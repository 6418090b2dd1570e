//! Configuration error types for the Render API client.
//!
//! All configuration and client constructors return `Result<T, ConfigError>`
//! so that an invalid API key or base URL is rejected before any request is
//! made.
//!
//! # Example
//!
//! ```rust
//! use render_api::{ApiKey, ConfigError};
//!
//! let result = ApiKey::new("");
//! assert!(matches!(result, Err(ConfigError::EmptyApiKey)));
//! ```

use thiserror::Error;

/// Errors that can occur while building a client configuration.
#[derive(Debug, Error, Clone, PartialEq, Eq)]
pub enum ConfigError {
    /// API key cannot be empty.
    #[error("API key cannot be empty. Please provide a valid Render API key.")]
    EmptyApiKey,

    /// Base URL is invalid.
    #[error("Invalid base URL '{url}'. Please provide a URL with scheme and host (e.g., 'https://api.render.com/v1').")]
    InvalidBaseUrl {
        /// The invalid URL that was provided.
        url: String,
    },

    /// A required field is missing.
    #[error("Missing required field: '{field}'. This field must be set before building the configuration.")]
    MissingRequiredField {
        /// The name of the missing field.
        field: &'static str,
    },

    /// A required environment variable is not set.
    #[error("Environment variable '{name}' is not set.")]
    MissingEnvVar {
        /// The name of the variable.
        name: &'static str,
    },

    /// The underlying HTTP client could not be created.
    #[error("Failed to create HTTP client: {message}")]
    HttpClientBuild {
        /// The reason reported by the HTTP stack.
        message: String,
    },
}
========================================
### Exercise
Wherever the word "ConfigError" turns up in the material, copy the whole line.

### Your solution
//! All configuration and client constructors return `Result<T, ConfigError>`
//! use render_api::{ApiKey, ConfigError};
//! assert!(matches!(result, Err(ConfigError::EmptyApiKey)));
pub enum ConfigError {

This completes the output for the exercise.